I’m not saying we shouldn’t diagnose. But there are shortcomings in our way of doing it. Other healing practices approach the analysis of symptoms quite differently. In traditional acupuncture, as in my own chiropractic practice, listening to the patient is extremely important. The acupuncturist relies on the patient’s description of the problem that brought them in and on observing the patient–noticing how they move, how they hold themselves, the feel of their skin, their smell, their affect, their energy, even the tone of their voice. As the patient describes symptoms, they are encouraged to mention anything that strikes them as characteristic of their normal pattern, and everything they associate with their current problem.
I didn’t feel we were ready to label my loss of bone density with a diagnosis yet. I had no idea what the cause of the bone loss was, but I did know that there was an imbalance spurred by something… somewhere. One of the first tests the Dr. from UConn and I had ordered was the bone resorption marker N-telopeptide (NTX) and the results had come back abnormally high. A reading of 123 nmol/BCE/mmol creatinine with a reference range of 4 to 64* showed that I was loosing bone rapidly. What could cause the osteoclasts, the cells that break down bone, to be so aggressive? Was it diet, stress, over-training, or was it hormonal? Was it toxicity from chemicals or heavy metals? After all, the bone biopsy had shown that strange “zebra striping” appearance that the pathologist had said looked similar to cases of heavy metal toxicity that he had observed before. My biopsy slides hadn’t stained positive for iron, and blood and hair analysis’ didn’t show heavy metals…but tests can be wrong. Or, could it be that my kidneys or my intestinal tract were not functioning properly. I felt TOTALLY fine…I did not FEEL sick. How could my bones be crumbling? How could they be loosing so much density so rapidly and I not feel ANYTHING? Had my genetic makeup just written it that way?
The possibilities seemed endless. The endocrinologists wanted to stick my symptoms in the box labeled “idiopathic” with alendronate as the treatment of choice. But I didn’t understand. What did they expect me to do?…take a bisphosphonate drug for the next 45 years? I was only 46 years old, and I might live to be 90 (give or take a few). That just seemed ludicrous!
I wanted a doctor who could look at me as a whole, look at both my inner and outer self as one, not just a case of low bone density. It seemed that an acupuncturist trained in the Chinese healing tradition would be a good person to start with. When I asked the acupuncturist what she thought after her initial examination, she said that of the five elements that make up the body–water, wood, fire, earth, and metal–my constitution type was “fire” and that my smell was that of being “scorched.” I wasn’t quite sure what to make of this information, I didn’t know if it was significant in terms of my efforts to track down the cause of my disease and to make a treatment plan, but I added this information to what I had already found out. At this point in the process, it was just another clue as to how the different systems of my body were working…or, more accurately, not working.
“The whole may actually organize the parts.”

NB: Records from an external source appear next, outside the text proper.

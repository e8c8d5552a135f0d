use async_trait::async_trait;
use thiserror::Error;
use time::PrimitiveDateTime;
use uuid::Uuid;

use crate::db::models::{Answer, Attempt, TestDefinition};
use crate::db::types::AttemptStatus;

#[derive(Debug, Error)]
pub(crate) enum StoreError {
    #[error("database error: {0}")]
    Database(#[from] sqlx::Error),
    #[error("inconsistent stored state: {0}")]
    Inconsistent(String),
}

pub(crate) struct NewAttempt {
    pub(crate) id: Uuid,
    pub(crate) user_id: Uuid,
    pub(crate) test_id: Uuid,
    pub(crate) attempt_number: i32,
    pub(crate) started_at: PrimitiveDateTime,
    pub(crate) ip_address: Option<String>,
}

#[derive(Debug)]
pub(crate) enum InsertOutcome {
    Created(Attempt),
    /// A row for the same (user, test) slot already exists.
    Conflict,
}

pub(crate) struct AnswerWrite {
    pub(crate) attempt_id: Uuid,
    pub(crate) question_id: Uuid,
    pub(crate) option_id: Option<Uuid>,
    pub(crate) selected_option_ids: Vec<Uuid>,
    pub(crate) text_answer: Option<String>,
    pub(crate) is_correct: bool,
    pub(crate) points_earned: f64,
    pub(crate) now: PrimitiveDateTime,
}

#[derive(Debug, Clone, Copy, PartialEq)]
pub(crate) struct FinalTotals {
    pub(crate) score: f64,
    pub(crate) max_score: f64,
    pub(crate) percent_score: f64,
    pub(crate) time_spent: i32,
}

/// Computes the terminal totals from the locked attempt and its stored answers.
pub(crate) type TotalsFn<'a> = &'a (dyn Fn(&Attempt, &[Answer]) -> FinalTotals + Send + Sync);

#[derive(Debug)]
pub(crate) struct FinalizedAttempt {
    pub(crate) attempt: Attempt,
    pub(crate) answers: Vec<Answer>,
}

#[derive(Debug, Clone)]
pub(crate) struct LiveAttempt {
    pub(crate) attempt: Attempt,
    pub(crate) test_title: String,
    pub(crate) duration_minutes: i32,
    pub(crate) total_questions: i64,
    pub(crate) answered_questions: i64,
}

/// Durable record of tests, attempts and answers.
///
/// Adapters must guarantee:
/// - at most one attempt per (user, test, attempt number) and at most one in-progress
///   attempt per (user, test); `insert_attempt` reports a violation as `Conflict`;
/// - at most one answer per (attempt, question), written only while the attempt is in
///   progress;
/// - `finalize_attempt` reads answers and writes the terminal state atomically with
///   respect to answer writes, and only from `IN_PROGRESS`.
#[async_trait]
pub(crate) trait AttemptStore: Send + Sync {
    async fn find_test(&self, test_id: Uuid) -> Result<Option<TestDefinition>, StoreError>;

    async fn find_attempt(&self, attempt_id: Uuid) -> Result<Option<Attempt>, StoreError>;

    async fn find_in_progress(
        &self,
        user_id: Uuid,
        test_id: Uuid,
    ) -> Result<Option<Attempt>, StoreError>;

    async fn count_attempts(&self, user_id: Uuid, test_id: Uuid) -> Result<i64, StoreError>;

    async fn insert_attempt(&self, attempt: NewAttempt) -> Result<InsertOutcome, StoreError>;

    /// `None` when the attempt is missing or no longer in progress.
    async fn upsert_answer(&self, answer: AnswerWrite) -> Result<Option<Answer>, StoreError>;

    async fn list_answers(&self, attempt_id: Uuid) -> Result<Vec<Answer>, StoreError>;

    /// `None` when the attempt is missing or another writer already finalized it.
    async fn finalize_attempt(
        &self,
        attempt_id: Uuid,
        status: AttemptStatus,
        completed_at: PrimitiveDateTime,
        totals: TotalsFn<'_>,
    ) -> Result<Option<FinalizedAttempt>, StoreError>;

    async fn list_live_attempts(
        &self,
        test_id: Option<Uuid>,
    ) -> Result<Vec<LiveAttempt>, StoreError>;

    /// Overdue in-progress attempt ids in id order, strictly after `after` when given.
    async fn list_overdue_attempts(
        &self,
        now: PrimitiveDateTime,
        after: Option<Uuid>,
        limit: i64,
    ) -> Result<Vec<Uuid>, StoreError>;

    async fn ping(&self) -> Result<(), StoreError>;

    fn backend_name(&self) -> &'static str;
}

* With almost 20 years now of observing the bone resorption markers of hundreds of patients, it is my opinion that this reference range is totally useless. A better reference range for NTX (urine) would be 20 to 45. If a person’s NTX gets below 20, osteoclastic activity is probably too low to keep bone quality in the healthy range with minimal microfracture accumulation. If NTX gets over 45 then we run the risk of excess bone resorption and a net loss of bone density.